--- The problem ---
Retype, exactly as they appear below, the lines between the line holding "use crate::infrastructure::database::models::DocumentChunkModel;" and the line holding "-> Result<Vec<ScoredChunk>, ChunkRepositoryError>", both ends included.

◇ ◇ ◇ ◇ ◇

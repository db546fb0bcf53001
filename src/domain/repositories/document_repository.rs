use async_trait::async_trait;
use uuid::Uuid;

use crate::domain::entities::{Document, DocumentChunk};

#[derive(Debug)]
pub enum DocumentRepositoryError {
    DatabaseError(String),
    ValidationError(String),
}

impl std::fmt::Display for DocumentRepositoryError {
    fn fmt(&self, f: &mut std::fmt::Formatter<'_>) -> std::fmt::Result {
        match self {
            DocumentRepositoryError::DatabaseError(msg) => write!(f, "Database error: {}", msg),
            DocumentRepositoryError::ValidationError(msg) => write!(f, "Validation error: {}", msg),
        }
    }
}

impl std::error::Error for DocumentRepositoryError {}

#[async_trait]
pub trait DocumentRepository: Send + Sync {
    /// Writes the document row and its full chunk batch as one atomic unit.
    /// A failure rolls the whole document back; a document is never visible
    /// with a partial chunk set.
    async fn save_with_chunks(
        &self,
        document: &Document,
        chunks: &[DocumentChunk],
    ) -> Result<(), DocumentRepositoryError>;

    async fn find_by_id(&self, id: Uuid) -> Result<Option<Document>, DocumentRepositoryError>;

    async fn list(&self) -> Result<Vec<Document>, DocumentRepositoryError>;

    /// Deletes the document; chunks and bot associations cascade.
    async fn delete(&self, id: Uuid) -> Result<bool, DocumentRepositoryError>;
}
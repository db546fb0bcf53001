pub mod bot_model;
pub mod chunk_model;
pub mod conversation_model;
pub mod document_model;

pub use bot_model::{BotModel, NewBotModel};
pub use chunk_model::{DocumentChunkModel, NewDocumentChunkModel};
pub use conversation_model::{ConversationModel, NewConversationModel, NewTurnModel, TurnModel};
pub use document_model::{DocumentModel, NewDocumentModel};
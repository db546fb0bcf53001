pub mod openai_client;

pub use openai_client::{OpenAiClient, OpenAiConfig};
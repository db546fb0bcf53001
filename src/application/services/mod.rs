pub mod chat;
pub mod ingestion;
pub mod prompt;
pub mod retrieval;
pub mod segmenter;

pub use chat::ChatOrchestrator;
pub use ingestion::DocumentIngestService;
pub use retrieval::RetrievalEngine;
pub use segmenter::Segmenter;
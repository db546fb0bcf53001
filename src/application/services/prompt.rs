use crate::domain::repositories::chunk_repository::ScoredChunk;

/// Appended to every bot's base instruction, with or without retrieved
/// context.
pub const FORMATTING_INSTRUCTIONS: &str = "\n\nFormat your responses using markdown for better readability:\n- Use **bold** for important terms\n- Use *italics* for emphasis\n- Use `code` for technical terms\n- Use ## headings for sections\n- Use bullet points or numbered lists when appropriate\n- Use code blocks for longer code examples";

pub const CONTEXT_HEADER: &str = "Context information:";

/// Builds the retrieved-context section, or `None` when there is nothing to
/// include. With no chunks the assembled prompt must be indistinguishable
/// from a no-retrieval configuration, so the header is omitted too.
pub fn context_block(chunks: &[&ScoredChunk]) -> Option<String> {
    if chunks.is_empty() {
        return None;
    }

    let entries: Vec<String> = chunks
        .iter()
        .map(|chunk| format!("From {}: {}", chunk.document_filename, chunk.chunk_text))
        .collect();

    Some(format!("\n\n{}\n{}", CONTEXT_HEADER, entries.join("\n\n")))
}

/// Composes the final generation prompt from the bot's base instruction,
/// the static formatting block, and the optional context section. Pure:
/// testable without any network call.
pub fn assemble(base_instruction: &str, chunks: &[&ScoredChunk]) -> String {
    let mut prompt = format!("{}{}", base_instruction, FORMATTING_INSTRUCTIONS);

    if let Some(block) = context_block(chunks) {
        prompt.push_str(&block);
    }

    prompt
}
use async_trait::async_trait;
use pgvector::Vector;
use uuid::Uuid;

use diesel::prelude::*;

use crate::domain::ranking::{self, ChunkCandidate};
use crate::domain::repositories::chunk_repository::{
    ChunkRepository, ChunkRepositoryError, ScoredChunk,
};
use crate::infrastructure::database::models::DocumentChunkModel;
use crate::infrastructure::database::schema::{bot_documents, document_chunks, documents};
use crate::infrastructure::database::{DbPool, get_connection_from_pool};

pub struct PostgresChunkRepository {
    pool: DbPool,
}

impl PostgresChunkRepository {
    pub fn new(pool: DbPool) -> Self {
        Self { pool }
    }
}

#[async_trait]
impl ChunkRepository for PostgresChunkRepository {
    async fn search(
        &self,
        query_vector: &Vector,
        bot_id: Uuid,
        top_k: usize,
    ) -> Result<Vec<ScoredChunk>, ChunkRepositoryError> {
        let mut conn = get_connection_from_pool(&self.pool)
            .map_err(|e| ChunkRepositoryError::DatabaseError(e.to_string()))?;

        // The join through bot_documents is what keeps tenant scoping
        // leak-proof: only chunks of associated documents are candidates.
        let rows: Vec<(DocumentChunkModel, String)> = document_chunks::table
            .inner_join(documents::table.inner_join(bot_documents::table))
            .filter(bot_documents::bot_id.eq(bot_id))
            .select((DocumentChunkModel::as_select(), documents::filename))
            .load(&mut conn)
            .map_err(|e| ChunkRepositoryError::DatabaseError(e.to_string()))?;

        let candidates: Vec<ChunkCandidate> = rows
            .into_iter()
            .map(|(model, filename)| ChunkCandidate {
                chunk_id: model.id,
                document_id: model.document_id,
                document_filename: filename,
                chunk_index: model.chunk_index,
                chunk_text: model.chunk_text,
                embedding: model.embedding,
            })
            .collect();

        Ok(ranking::rank(query_vector, candidates, top_k))
    }

    async fn count_by_document(&self, document_id: Uuid) -> Result<i64, ChunkRepositoryError> {
        let mut conn = get_connection_from_pool(&self.pool)
            .map_err(|e| ChunkRepositoryError::DatabaseError(e.to_string()))?;

        document_chunks::table
            .filter(document_chunks::document_id.eq(document_id))
            .count()
            .get_result(&mut conn)
            .map_err(|e| ChunkRepositoryError::DatabaseError(e.to_string()))
    }
}
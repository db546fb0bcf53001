use chrono::{DateTime, Utc};
use serde::{Deserialize, Serialize};
use uuid::Uuid;

/// An ingested document. Immutable after creation: rewriting content means
/// deleting the document (which cascades to its chunks) and re-ingesting.
#[derive(Debug, Clone, PartialEq, Serialize, Deserialize)]
pub struct Document {
    id: Uuid,
    filename: String,
    content: String,
    file_type: String,
    created_at: DateTime<Utc>,
}

impl Document {
    pub fn new(filename: String, content: String, file_type: String) -> Self {
        Self {
            id: Uuid::new_v4(),
            filename,
            content,
            file_type,
            created_at: Utc::now(),
        }
    }

    /// Rebuilds a document from persisted fields, keeping its identity.
    pub fn from_stored(
        id: Uuid,
        filename: String,
        content: String,
        file_type: String,
        created_at: DateTime<Utc>,
    ) -> Self {
        Self {
            id,
            filename,
            content,
            file_type,
            created_at,
        }
    }

    pub fn id(&self) -> Uuid {
        self.id
    }

    pub fn filename(&self) -> &str {
        &self.filename
    }

    pub fn content(&self) -> &str {
        &self.content
    }

    pub fn file_type(&self) -> &str {
        &self.file_type
    }

    pub fn created_at(&self) -> DateTime<Utc> {
        self.created_at
    }
}

#[cfg(test)]
mod tests {
    use super::*;

    #[test]
    fn test_document_creation() {
        let document = Document::new(
            "handbook.txt".to_string(),
            "Employees may work remotely on Fridays.".to_string(),
            "txt".to_string(),
        );

        assert_eq!(document.filename(), "handbook.txt");
        assert_eq!(document.file_type(), "txt");
        assert!(!document.content().is_empty());
    }

    #[test]
    fn test_from_stored_preserves_identity() {
        let id = Uuid::new_v4();
        let created_at = Utc::now();
        let document = Document::from_stored(
            id,
            "notes.txt".to_string(),
            "content".to_string(),
            "txt".to_string(),
            created_at,
        );

        assert_eq!(document.id(), id);
        assert_eq!(document.created_at(), created_at);
    }
}
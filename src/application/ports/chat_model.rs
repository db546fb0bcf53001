use async_trait::async_trait;

#[derive(Debug)]
pub enum ChatModelError {
    NetworkError(String),
    ApiError(String),
    ServiceUnavailable,
}

impl std::fmt::Display for ChatModelError {
    fn fmt(&self, f: &mut std::fmt::Formatter<'_>) -> std::fmt::Result {
        match self {
            ChatModelError::NetworkError(msg) => write!(f, "Network error: {}", msg),
            ChatModelError::ApiError(msg) => write!(f, "API error: {}", msg),
            ChatModelError::ServiceUnavailable => write!(f, "Service unavailable"),
        }
    }
}

impl std::error::Error for ChatModelError {}

/// External text-generation capability. Receives the fully assembled system
/// prompt plus the raw user message. Failures are terminal; no retry.
#[async_trait]
pub trait ChatModel: Send + Sync {
    async fn generate(
        &self,
        system_prompt: &str,
        user_message: &str,
    ) -> Result<String, ChatModelError>;
}
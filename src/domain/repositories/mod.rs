pub mod bot_repository;
pub mod chunk_repository;
pub mod conversation_repository;
pub mod document_repository;

pub use bot_repository::BotRepository;
pub use chunk_repository::ChunkRepository;
pub use conversation_repository::ConversationRepository;
pub use document_repository::DocumentRepository;
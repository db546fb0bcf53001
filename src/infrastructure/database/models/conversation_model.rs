use chrono::{DateTime, Utc};
use diesel::prelude::*;
use uuid::Uuid;

use crate::domain::entities::{Conversation, Turn};
use crate::infrastructure::database::schema::{conversations, turns};

#[derive(Debug, Clone, Queryable, Selectable, Identifiable)]
#[diesel(table_name = conversations)]
#[diesel(check_for_backend(diesel::pg::Pg))]
pub struct ConversationModel {
    pub id: Uuid,
    pub bot_id: Uuid,
    pub created_at: DateTime<Utc>,
}

#[derive(Debug, Insertable)]
#[diesel(table_name = conversations)]
#[diesel(check_for_backend(diesel::pg::Pg))]
pub struct NewConversationModel {
    pub id: Uuid,
    pub bot_id: Uuid,
    pub created_at: DateTime<Utc>,
}

impl From<&Conversation> for NewConversationModel {
    fn from(conversation: &Conversation) -> Self {
        Self {
            id: conversation.id(),
            bot_id: conversation.bot_id(),
            created_at: conversation.created_at(),
        }
    }
}

impl From<ConversationModel> for Conversation {
    fn from(model: ConversationModel) -> Self {
        Conversation::from_stored(model.id, model.bot_id, model.created_at)
    }
}

#[derive(Debug, Clone, Queryable, Selectable, Identifiable, Associations)]
#[diesel(belongs_to(ConversationModel, foreign_key = conversation_id))]
#[diesel(table_name = turns)]
#[diesel(check_for_backend(diesel::pg::Pg))]
pub struct TurnModel {
    pub id: Uuid,
    pub conversation_id: Uuid,
    pub message: String,
    pub response: String,
    pub context_chunk_ids: Vec<Uuid>,
    pub created_at: DateTime<Utc>,
}

#[derive(Debug, Insertable)]
#[diesel(table_name = turns)]
#[diesel(check_for_backend(diesel::pg::Pg))]
pub struct NewTurnModel {
    pub id: Uuid,
    pub conversation_id: Uuid,
    pub message: String,
    pub response: String,
    pub context_chunk_ids: Vec<Uuid>,
    pub created_at: DateTime<Utc>,
}

impl From<&Turn> for NewTurnModel {
    fn from(turn: &Turn) -> Self {
        Self {
            id: turn.id(),
            conversation_id: turn.conversation_id(),
            message: turn.message().to_string(),
            response: turn.response().to_string(),
            context_chunk_ids: turn.context_chunk_ids().to_vec(),
            created_at: turn.created_at(),
        }
    }
}

impl From<TurnModel> for Turn {
    fn from(model: TurnModel) -> Self {
        Turn::from_stored(
            model.id,
            model.conversation_id,
            model.message,
            model.response,
            model.context_chunk_ids,
            model.created_at,
        )
    }
}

◇ ◇ ◇ ◇ ◇

--- Answer space ---
use crate::infrastructure::database::models::DocumentChunkModel;
use crate::infrastructure::database::schema::{bot_documents, document_chunks, documents};
use crate::infrastructure::database::{DbPool, get_connection_from_pool};

pub struct PostgresChunkRepository {
    pool: DbPool,
}

impl PostgresChunkRepository {
    pub fn new(pool: DbPool) -> Self {
        Self { pool }
    }
}

#[async_trait]
impl ChunkRepository for PostgresChunkRepository {
    async fn search(
        &self,
        query_vector: &Vector,
        bot_id: Uuid,
        top_k: usize,
    ) -> Result<Vec<ScoredChunk>, ChunkRepositoryError> {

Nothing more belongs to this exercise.